O(m*n) – The algorithm uses a visited matrix of the same dimensions as the input grid (m rows and n columns) to keep track of visited cells to avoid cycles, where m is the number of rows and n is the number of columns. Therefore, the space used by the visited matrix is proportional to the number of cells in the grid, which is m*n. In the worst case, the algorithm may need to store the visited status of all cells. The recursion stack can also grow to a depth of m*n in the worst case of exploring all possible paths, contributing O(m*n) space. Thus the auxiliary space is O(m*n).

Edge Cases

Case	How to Handle
Null or empty grid	Return false immediately as there is no path to traverse.
Grid with only one cell (1x1)	Return true if the grid is 1x1, because the start and end are the same, representing a valid path.
No valid path exists from (0, 0) to (m-1, n-1)	The algorithm should explore all possible paths and return false if the destination is never reached after exploring all accessible cells.

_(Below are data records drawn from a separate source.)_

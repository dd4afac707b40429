//! Error types for definition loading, extraction and conformance checks.

use std::path::PathBuf;
use thiserror::Error;

/// Errors while extracting an endpoint from its definitions.
#[derive(Debug, Error)]
pub enum ExtractError {
    #[error("schema '{schema}' nests deeper than {limit} levels (self-referential?)")]
    SchemaTooDeep { schema: String, limit: usize },

    #[error("route '{route}' is bound to unknown view '{view}'")]
    UnknownView { route: String, view: String },
}

impl ExtractError {
    /// Returns the exit code for this error type.
    pub fn exit_code(&self) -> i32 {
        2
    }
}

/// Errors while loading definitions or settings.
#[derive(Debug, Error)]
pub enum LoadError {
    // IO errors (exit code 3)
    #[error("file not found: {path}")]
    FileNotFound { path: PathBuf },

    #[error("cannot read {path}: {source}")]
    ReadError {
        path: PathBuf,
        #[source]
        source: std::io::Error,
    },

    #[cfg(feature = "remote")]
    #[error("failed to fetch {url}: {source}")]
    NetworkError {
        url: String,
        #[source]
        source: reqwest::Error,
    },

    // Parse errors (exit code 2)
    #[error("invalid JSON: {source}")]
    InvalidJson {
        #[source]
        source: serde_json::Error,
    },
}

impl LoadError {
    /// Returns the exit code for this error type.
    pub fn exit_code(&self) -> i32 {
        match self {
            LoadError::FileNotFound { .. } | LoadError::ReadError { .. } => 3,
            #[cfg(feature = "remote")]
            LoadError::NetworkError { .. } => 3,
            LoadError::InvalidJson { .. } => 2,
        }
    }
}

/// Errors while checking a payload against an endpoint's field tree.
#[derive(Debug, Error)]
pub enum ConformanceError {
    #[error("generated schema is invalid: {message}")]
    InvalidSchema { message: String },

    #[error("payload does not conform: {} error(s)", errors.len())]
    Invalid { errors: Vec<PayloadError> },
}

impl ConformanceError {
    /// Returns the exit code for this error type.
    pub fn exit_code(&self) -> i32 {
        match self {
            ConformanceError::InvalidSchema { .. } => 2,
            ConformanceError::Invalid { .. } => 1,
        }
    }
}

/// Single payload mismatch with path context.
#[derive(Debug, Clone, serde::Serialize)]
pub struct PayloadError {
    /// JSON Pointer (RFC 6901) to the offending value.
    pub path: String,
    pub message: String,
}

impl std::fmt::Display for PayloadError {
    fn fmt(&self, f: &mut std::fmt::Formatter<'_>) -> std::fmt::Result {
        write!(f, "{}: {}", self.path, self.message)
    }
}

Grid dimensions are very large (m and n are close to the maximum allowed integer)	Consider using iterative DFS or BFS to avoid potential stack overflow errors with recursive DFS and to handle large grid sizes efficiently.
All street types in the grid are the same, but do not allow a path from start to end.	The path finding algorithm must still correctly identify the lack of a valid path even if all cells have the same type.
Street types outside the range [1, 6]	Treat street types outside the valid range as an obstacle or an invalid state, preventing movement through that cell.
Grid is a single row or a single column, and the path requires moving in the other dimension.	The path finding algorithm must respect the grid boundaries and street types and correctly detect cases with impossible paths along a single row or column.
The path creates a cycle.	Use a visited set to keep track of visited cells, preventing the algorithm from getting stuck in an infinite loop due to cycles.